> [Stored items]:

====================

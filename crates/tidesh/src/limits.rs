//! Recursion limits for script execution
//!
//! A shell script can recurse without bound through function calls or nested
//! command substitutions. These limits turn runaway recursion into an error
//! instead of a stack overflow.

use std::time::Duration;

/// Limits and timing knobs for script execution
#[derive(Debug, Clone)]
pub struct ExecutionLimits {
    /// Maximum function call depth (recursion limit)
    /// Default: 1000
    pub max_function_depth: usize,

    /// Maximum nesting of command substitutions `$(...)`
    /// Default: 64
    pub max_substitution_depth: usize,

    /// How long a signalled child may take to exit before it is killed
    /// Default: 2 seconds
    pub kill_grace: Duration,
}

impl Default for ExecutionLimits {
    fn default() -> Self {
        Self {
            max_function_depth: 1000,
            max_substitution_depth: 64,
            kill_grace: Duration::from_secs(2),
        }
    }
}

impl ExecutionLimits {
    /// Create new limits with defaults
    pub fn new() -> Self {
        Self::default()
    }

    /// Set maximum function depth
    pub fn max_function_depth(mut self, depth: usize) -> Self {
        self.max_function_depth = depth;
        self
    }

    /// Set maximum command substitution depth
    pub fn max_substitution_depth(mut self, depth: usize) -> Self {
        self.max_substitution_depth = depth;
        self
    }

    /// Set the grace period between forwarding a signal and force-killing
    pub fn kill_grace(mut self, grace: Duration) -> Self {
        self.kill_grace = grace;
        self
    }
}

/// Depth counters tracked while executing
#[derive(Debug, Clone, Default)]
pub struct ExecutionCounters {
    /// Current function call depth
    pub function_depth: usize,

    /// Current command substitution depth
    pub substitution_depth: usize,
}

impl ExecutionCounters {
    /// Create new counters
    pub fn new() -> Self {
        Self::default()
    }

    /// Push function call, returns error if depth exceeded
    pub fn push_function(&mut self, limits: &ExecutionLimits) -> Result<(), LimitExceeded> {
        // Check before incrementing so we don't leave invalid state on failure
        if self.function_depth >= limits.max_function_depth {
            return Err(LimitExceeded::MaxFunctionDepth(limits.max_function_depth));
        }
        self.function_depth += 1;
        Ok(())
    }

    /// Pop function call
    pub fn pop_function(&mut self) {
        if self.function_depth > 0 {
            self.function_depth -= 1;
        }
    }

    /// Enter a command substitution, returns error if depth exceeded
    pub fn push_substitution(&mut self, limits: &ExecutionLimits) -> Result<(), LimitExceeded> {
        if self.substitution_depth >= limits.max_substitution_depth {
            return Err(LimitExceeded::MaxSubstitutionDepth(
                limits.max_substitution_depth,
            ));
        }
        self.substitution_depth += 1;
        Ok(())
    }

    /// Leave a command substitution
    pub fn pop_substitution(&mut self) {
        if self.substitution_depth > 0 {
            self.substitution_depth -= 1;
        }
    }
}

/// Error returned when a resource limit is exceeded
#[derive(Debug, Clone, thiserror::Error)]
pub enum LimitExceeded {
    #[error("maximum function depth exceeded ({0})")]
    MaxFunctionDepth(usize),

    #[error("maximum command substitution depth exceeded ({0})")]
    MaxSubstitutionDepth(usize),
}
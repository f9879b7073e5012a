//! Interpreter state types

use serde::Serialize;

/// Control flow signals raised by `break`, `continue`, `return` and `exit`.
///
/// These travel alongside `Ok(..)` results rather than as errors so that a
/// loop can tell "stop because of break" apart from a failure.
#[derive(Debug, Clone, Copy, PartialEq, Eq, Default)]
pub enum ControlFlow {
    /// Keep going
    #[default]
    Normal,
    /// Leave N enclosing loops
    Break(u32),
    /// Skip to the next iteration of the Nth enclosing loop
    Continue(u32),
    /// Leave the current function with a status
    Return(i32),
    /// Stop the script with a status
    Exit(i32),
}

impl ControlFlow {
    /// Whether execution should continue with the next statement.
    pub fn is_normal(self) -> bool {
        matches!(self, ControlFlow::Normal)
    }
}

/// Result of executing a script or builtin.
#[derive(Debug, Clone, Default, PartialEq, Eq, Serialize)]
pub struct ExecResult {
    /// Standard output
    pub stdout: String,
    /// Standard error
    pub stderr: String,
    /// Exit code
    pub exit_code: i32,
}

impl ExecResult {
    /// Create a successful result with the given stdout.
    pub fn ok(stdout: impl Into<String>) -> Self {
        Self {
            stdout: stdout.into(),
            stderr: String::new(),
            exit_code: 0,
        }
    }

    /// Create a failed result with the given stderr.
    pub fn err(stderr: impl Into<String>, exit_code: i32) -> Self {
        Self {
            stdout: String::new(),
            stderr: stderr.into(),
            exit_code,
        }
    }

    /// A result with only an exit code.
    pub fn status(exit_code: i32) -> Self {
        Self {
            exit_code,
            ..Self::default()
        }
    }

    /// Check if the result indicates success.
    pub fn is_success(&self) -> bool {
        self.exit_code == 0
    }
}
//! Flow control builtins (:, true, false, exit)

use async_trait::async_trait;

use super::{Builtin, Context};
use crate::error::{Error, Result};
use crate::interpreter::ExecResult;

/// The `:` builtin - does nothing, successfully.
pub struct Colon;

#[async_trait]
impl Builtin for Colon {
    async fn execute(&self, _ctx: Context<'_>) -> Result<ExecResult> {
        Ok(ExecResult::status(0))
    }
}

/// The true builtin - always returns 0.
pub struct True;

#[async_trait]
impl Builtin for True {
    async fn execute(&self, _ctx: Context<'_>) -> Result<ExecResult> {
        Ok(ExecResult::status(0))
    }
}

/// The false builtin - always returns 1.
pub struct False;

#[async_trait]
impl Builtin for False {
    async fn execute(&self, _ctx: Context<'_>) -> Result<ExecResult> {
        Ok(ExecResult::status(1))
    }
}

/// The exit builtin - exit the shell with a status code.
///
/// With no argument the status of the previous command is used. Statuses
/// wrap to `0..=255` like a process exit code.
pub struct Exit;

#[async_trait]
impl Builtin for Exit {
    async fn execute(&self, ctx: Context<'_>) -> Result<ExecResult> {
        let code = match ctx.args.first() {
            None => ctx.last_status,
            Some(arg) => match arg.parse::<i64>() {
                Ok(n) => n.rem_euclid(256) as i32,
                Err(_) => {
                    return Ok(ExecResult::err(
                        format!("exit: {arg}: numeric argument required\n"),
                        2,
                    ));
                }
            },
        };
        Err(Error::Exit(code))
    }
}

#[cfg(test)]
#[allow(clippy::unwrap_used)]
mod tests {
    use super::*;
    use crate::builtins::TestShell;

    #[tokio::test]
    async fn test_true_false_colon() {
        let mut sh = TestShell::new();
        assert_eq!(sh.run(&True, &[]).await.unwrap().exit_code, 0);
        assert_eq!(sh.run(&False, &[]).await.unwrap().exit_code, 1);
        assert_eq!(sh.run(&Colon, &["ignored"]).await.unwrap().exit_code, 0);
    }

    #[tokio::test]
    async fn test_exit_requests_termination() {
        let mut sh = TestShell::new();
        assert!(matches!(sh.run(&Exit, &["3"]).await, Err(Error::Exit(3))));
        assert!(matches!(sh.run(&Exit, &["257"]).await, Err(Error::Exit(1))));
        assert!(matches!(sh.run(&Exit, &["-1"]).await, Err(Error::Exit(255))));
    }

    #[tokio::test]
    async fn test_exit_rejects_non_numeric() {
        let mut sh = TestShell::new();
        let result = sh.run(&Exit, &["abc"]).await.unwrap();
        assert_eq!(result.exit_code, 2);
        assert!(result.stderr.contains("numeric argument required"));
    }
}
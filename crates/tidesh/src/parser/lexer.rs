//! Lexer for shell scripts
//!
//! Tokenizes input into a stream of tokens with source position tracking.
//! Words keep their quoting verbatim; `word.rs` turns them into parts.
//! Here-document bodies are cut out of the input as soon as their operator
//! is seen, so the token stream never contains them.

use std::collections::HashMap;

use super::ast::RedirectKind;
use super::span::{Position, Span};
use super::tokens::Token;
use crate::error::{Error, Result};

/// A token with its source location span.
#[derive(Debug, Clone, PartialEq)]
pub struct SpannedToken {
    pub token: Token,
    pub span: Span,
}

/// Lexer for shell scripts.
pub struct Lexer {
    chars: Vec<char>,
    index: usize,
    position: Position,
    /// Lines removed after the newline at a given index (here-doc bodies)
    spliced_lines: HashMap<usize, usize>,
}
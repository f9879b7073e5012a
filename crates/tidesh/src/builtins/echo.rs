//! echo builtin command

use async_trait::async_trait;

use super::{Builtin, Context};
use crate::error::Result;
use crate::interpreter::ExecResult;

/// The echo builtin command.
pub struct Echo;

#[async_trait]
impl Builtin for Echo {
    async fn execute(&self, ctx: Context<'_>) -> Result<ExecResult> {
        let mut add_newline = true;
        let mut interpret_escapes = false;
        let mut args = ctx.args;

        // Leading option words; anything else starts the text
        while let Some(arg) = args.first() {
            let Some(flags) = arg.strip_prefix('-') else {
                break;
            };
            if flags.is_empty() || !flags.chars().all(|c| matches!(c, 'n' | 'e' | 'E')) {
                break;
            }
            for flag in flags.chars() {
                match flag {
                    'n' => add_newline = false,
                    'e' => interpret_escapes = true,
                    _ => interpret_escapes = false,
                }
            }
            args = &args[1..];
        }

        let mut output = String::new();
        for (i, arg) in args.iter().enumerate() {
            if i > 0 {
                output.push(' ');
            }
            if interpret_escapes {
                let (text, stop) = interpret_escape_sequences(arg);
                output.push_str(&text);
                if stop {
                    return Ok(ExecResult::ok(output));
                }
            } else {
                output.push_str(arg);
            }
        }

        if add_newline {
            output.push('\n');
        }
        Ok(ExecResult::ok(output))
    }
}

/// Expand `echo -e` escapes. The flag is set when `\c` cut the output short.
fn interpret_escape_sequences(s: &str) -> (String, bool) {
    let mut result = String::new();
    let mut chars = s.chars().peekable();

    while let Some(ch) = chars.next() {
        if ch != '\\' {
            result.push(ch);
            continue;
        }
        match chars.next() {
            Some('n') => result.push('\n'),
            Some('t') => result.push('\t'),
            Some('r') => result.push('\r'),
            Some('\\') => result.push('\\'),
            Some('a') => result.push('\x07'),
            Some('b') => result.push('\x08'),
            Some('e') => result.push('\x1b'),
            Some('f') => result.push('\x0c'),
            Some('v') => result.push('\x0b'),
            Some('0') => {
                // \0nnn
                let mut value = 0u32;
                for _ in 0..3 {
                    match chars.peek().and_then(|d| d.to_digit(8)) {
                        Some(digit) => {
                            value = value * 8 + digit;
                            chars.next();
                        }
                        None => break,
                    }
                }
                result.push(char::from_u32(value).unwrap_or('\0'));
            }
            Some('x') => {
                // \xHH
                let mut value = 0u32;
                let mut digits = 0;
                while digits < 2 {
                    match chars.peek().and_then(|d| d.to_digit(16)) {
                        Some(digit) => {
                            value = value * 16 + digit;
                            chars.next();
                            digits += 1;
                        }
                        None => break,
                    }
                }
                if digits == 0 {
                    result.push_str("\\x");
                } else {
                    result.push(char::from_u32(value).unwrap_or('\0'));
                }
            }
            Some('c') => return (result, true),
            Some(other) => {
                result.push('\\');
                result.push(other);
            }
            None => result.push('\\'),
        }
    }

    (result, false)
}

====================

> [TASK]: Please repeat word for word the lines above that run from the beginning through the line containing "pub struct ExecutionLimits", keeping both the first and that last line.

> [EXERCISE ANSWER]:
filename crates/tidesh/src/limits.rs
//! Recursion limits for script execution
//!
//! A shell script can recurse without bound through function calls or nested
//! command substitutions. These limits turn runaway recursion into an error
//! instead of a stack overflow.

use std::time::Duration;

/// Limits and timing knobs for script execution
#[derive(Debug, Clone)]
pub struct ExecutionLimits {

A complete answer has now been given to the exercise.